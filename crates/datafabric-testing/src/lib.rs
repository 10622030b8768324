/*
 *  Copyright 2025-2026 Colliery Software
 *
 *  Licensed under the Apache License, Version 2.0 (the "License");
 *  you may not use this file except in compliance with the License.
 *  You may obtain a copy of the License at
 *
 *      http://www.apache.org/licenses/LICENSE-2.0
 *
 *  Unless required by applicable law or agreed to in writing, software
 *  distributed under the License is distributed on an "AS IS" BASIS,
 *  WITHOUT WARRANTIES OR CONDITIONS OF ANY KIND, either express or implied.
 *  See the License for the specific language governing permissions and
 *  limitations under the License.
 */

//! # datafabric-testing
//!
//! Test utilities for the dataset lifecycle coordinator. No data directory,
//! worker process or query engine is required.
//!
//! - [`ScriptedOpExecutor`]: in-memory physical storage with per-call
//!   failure injection and a call log
//! - [`ScriptedExploreGateway`]: explore gateway whose operations can be
//!   switched to fail
//! - [`TestCatalog`]: a coordinator wired to in-memory stores and the two
//!   fakes above
//!
//! ```rust,ignore
//! use datafabric::models::DatasetInstanceConfiguration;
//! use datafabric_testing::{ScriptedOp, TestCatalog};
//!
//! let catalog = TestCatalog::new();
//! catalog.executor.fail(ScriptedOp::Create, "fooData", "disk full");
//!
//! let err = catalog
//!     .coordinator
//!     .create("fooData", DatasetInstanceConfiguration::new("table"))
//!     .await
//!     .unwrap_err();
//! ```

mod catalog;
mod explore;
mod op_executor;

pub use catalog::TestCatalog;
pub use explore::ScriptedExploreGateway;
pub use op_executor::{RecordedCall, ScriptedOp, ScriptedOpExecutor};
/*
 *  Copyright 2025-2026 Colliery Software
 *
 *  Licensed under the Apache License, Version 2.0 (the "License");
 *  you may not use this file except in compliance with the License.
 *  You may obtain a copy of the License at
 *
 *      http://www.apache.org/licenses/LICENSE-2.0
 *
 *  Unless required by applicable law or agreed to in writing, software
 *  distributed under the License is distributed on an "AS IS" BASIS,
 *  WITHOUT WARRANTIES OR CONDITIONS OF ANY KIND, either express or implied.
 *  See the License for the specific language governing permissions and
 *  limitations under the License.
 */

//! Dataset lifecycle metrics.
//!
//! Recorded through the `metrics` facade; nothing is exported unless the
//! host process installs a recorder.

use ::metrics::{counter, describe_counter, describe_histogram, histogram};
use std::time::Duration;

/// Instances created and committed to the catalog.
pub const DATASETS_CREATED: &str = "datafabric_datasets_created_total";

/// Instances removed from the catalog.
pub const DATASETS_DROPPED: &str = "datafabric_datasets_dropped_total";

/// Failed op executor calls, labelled by operation.
pub const OP_EXECUTOR_FAILURES: &str = "datafabric_op_executor_failures_total";

/// Op executor call latency, labelled by operation.
pub const OP_EXECUTOR_DURATION: &str = "datafabric_op_executor_duration_seconds";

/// Tolerated or propagated explore failures, labelled by operation.
pub const EXPLORE_FAILURES: &str = "datafabric_explore_failures_total";

/// Registers all metric descriptions.
///
/// Call this once at startup after installing the metrics recorder.
pub fn register_metrics() {
    describe_counter!(DATASETS_CREATED, "Total dataset instances created");
    describe_counter!(DATASETS_DROPPED, "Total dataset instances dropped");
    describe_counter!(OP_EXECUTOR_FAILURES, "Total failed op executor calls");
    describe_histogram!(OP_EXECUTOR_DURATION, "Duration of op executor calls in seconds");
    describe_counter!(EXPLORE_FAILURES, "Total explore gateway failures");
}

pub(crate) fn record_created(type_name: &str) {
    counter!(DATASETS_CREATED, "type" => type_name.to_string()).increment(1);
}

pub(crate) fn record_dropped(type_name: &str) {
    counter!(DATASETS_DROPPED, "type" => type_name.to_string()).increment(1);
}

pub(crate) fn record_op_executor_call(operation: &'static str, elapsed: Duration, failed: bool) {
    histogram!(OP_EXECUTOR_DURATION, "operation" => operation).record(elapsed.as_secs_f64());
    if failed {
        counter!(OP_EXECUTOR_FAILURES, "operation" => operation).increment(1);
    }
}

pub(crate) fn record_explore_failure(operation: &'static str) {
    counter!(EXPLORE_FAILURES, "operation" => operation).increment(1);
}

[What to produce]:
Every line above should be transcribed exactly.

[Answer box]:
filename crates/datafabric-testing/src/lib.rs
repository 10622030b8768324
/*
 *  Copyright 2025-2026 Colliery Software
 *
 *  Licensed under the Apache License, Version 2.0 (the "License");
 *  you may not use this file except in compliance with the License.
 *  You may obtain a copy of the License at
 *
 *      http://www.apache.org/licenses/LICENSE-2.0
 *
 *  Unless required by applicable law or agreed to in writing, software
 *  distributed under the License is distributed on an "AS IS" BASIS,
 *  WITHOUT WARRANTIES OR CONDITIONS OF ANY KIND, either express or implied.
 *  See the License for the specific language governing permissions and
 *  limitations under the License.
 */

//! # datafabric-testing
//!
//! Test utilities for the dataset lifecycle coordinator. No data directory,
//! worker process or query engine is required.
//!
//! - [`ScriptedOpExecutor`]: in-memory physical storage with per-call
//!   failure injection and a call log
//! - [`ScriptedExploreGateway`]: explore gateway whose operations can be
//!   switched to fail
//! - [`TestCatalog`]: a coordinator wired to in-memory stores and the two
//!   fakes above
//!
//! ```rust,ignore
//! use datafabric::models::DatasetInstanceConfiguration;
//! use datafabric_testing::{ScriptedOp, TestCatalog};
//!
//! let catalog = TestCatalog::new();
//! catalog.executor.fail(ScriptedOp::Create, "fooData", "disk full");
//!
//! let err = catalog
//!     .coordinator
//!     .create("fooData", DatasetInstanceConfiguration::new("table"))
//!     .await
//!     .unwrap_err();
//! ```

mod catalog;
mod explore;
mod op_executor;

pub use catalog::TestCatalog;
pub use explore::ScriptedExploreGateway;
pub use op_executor::{RecordedCall, ScriptedOp, ScriptedOpExecutor};
/*
 *  Copyright 2025-2026 Colliery Software
 *
 *  Licensed under the Apache License, Version 2.0 (the "License");
 *  you may not use this file except in compliance with the License.
 *  You may obtain a copy of the License at
 *
 *      http://www.apache.org/licenses/LICENSE-2.0
 *
 *  Unless required by applicable law or agreed to in writing, software
 *  distributed under the License is distributed on an "AS IS" BASIS,
 *  WITHOUT WARRANTIES OR CONDITIONS OF ANY KIND, either express or implied.
 *  See the License for the specific language governing permissions and
 *  limitations under the License.
 */

//! Dataset lifecycle metrics.
//!
//! Recorded through the `metrics` facade; nothing is exported unless the
//! host process installs a recorder.

use ::metrics::{counter, describe_counter, describe_histogram, histogram};
use std::time::Duration;

/// Instances created and committed to the catalog.
pub const DATASETS_CREATED: &str = "datafabric_datasets_created_total";

/// Instances removed from the catalog.
pub const DATASETS_DROPPED: &str = "datafabric_datasets_dropped_total";

/// Failed op executor calls, labelled by operation.
pub const OP_EXECUTOR_FAILURES: &str = "datafabric_op_executor_failures_total";

/// Op executor call latency, labelled by operation.
pub const OP_EXECUTOR_DURATION: &str = "datafabric_op_executor_duration_seconds";

/// Tolerated or propagated explore failures, labelled by operation.
pub const EXPLORE_FAILURES: &str = "datafabric_explore_failures_total";

/// Registers all metric descriptions.
///
/// Call this once at startup after installing the metrics recorder.
pub fn register_metrics() {
    describe_counter!(DATASETS_CREATED, "Total dataset instances created");
    describe_counter!(DATASETS_DROPPED, "Total dataset instances dropped");
    describe_counter!(OP_EXECUTOR_FAILURES, "Total failed op executor calls");
    describe_histogram!(OP_EXECUTOR_DURATION, "Duration of op executor calls in seconds");
    describe_counter!(EXPLORE_FAILURES, "Total explore gateway failures");
}

pub(crate) fn record_created(type_name: &str) {
    counter!(DATASETS_CREATED, "type" => type_name.to_string()).increment(1);
}

pub(crate) fn record_dropped(type_name: &str) {
    counter!(DATASETS_DROPPED, "type" => type_name.to_string()).increment(1);
}

pub(crate) fn record_op_executor_call(operation: &'static str, elapsed: Duration, failed: bool) {
    histogram!(OP_EXECUTOR_DURATION, "operation" => operation).record(elapsed.as_secs_f64());
    if failed {
        counter!(OP_EXECUTOR_FAILURES, "operation" => operation).increment(1);
    }
}

pub(crate) fn record_explore_failure(operation: &'static str) {
    counter!(EXPLORE_FAILURES, "operation" => operation).increment(1);
}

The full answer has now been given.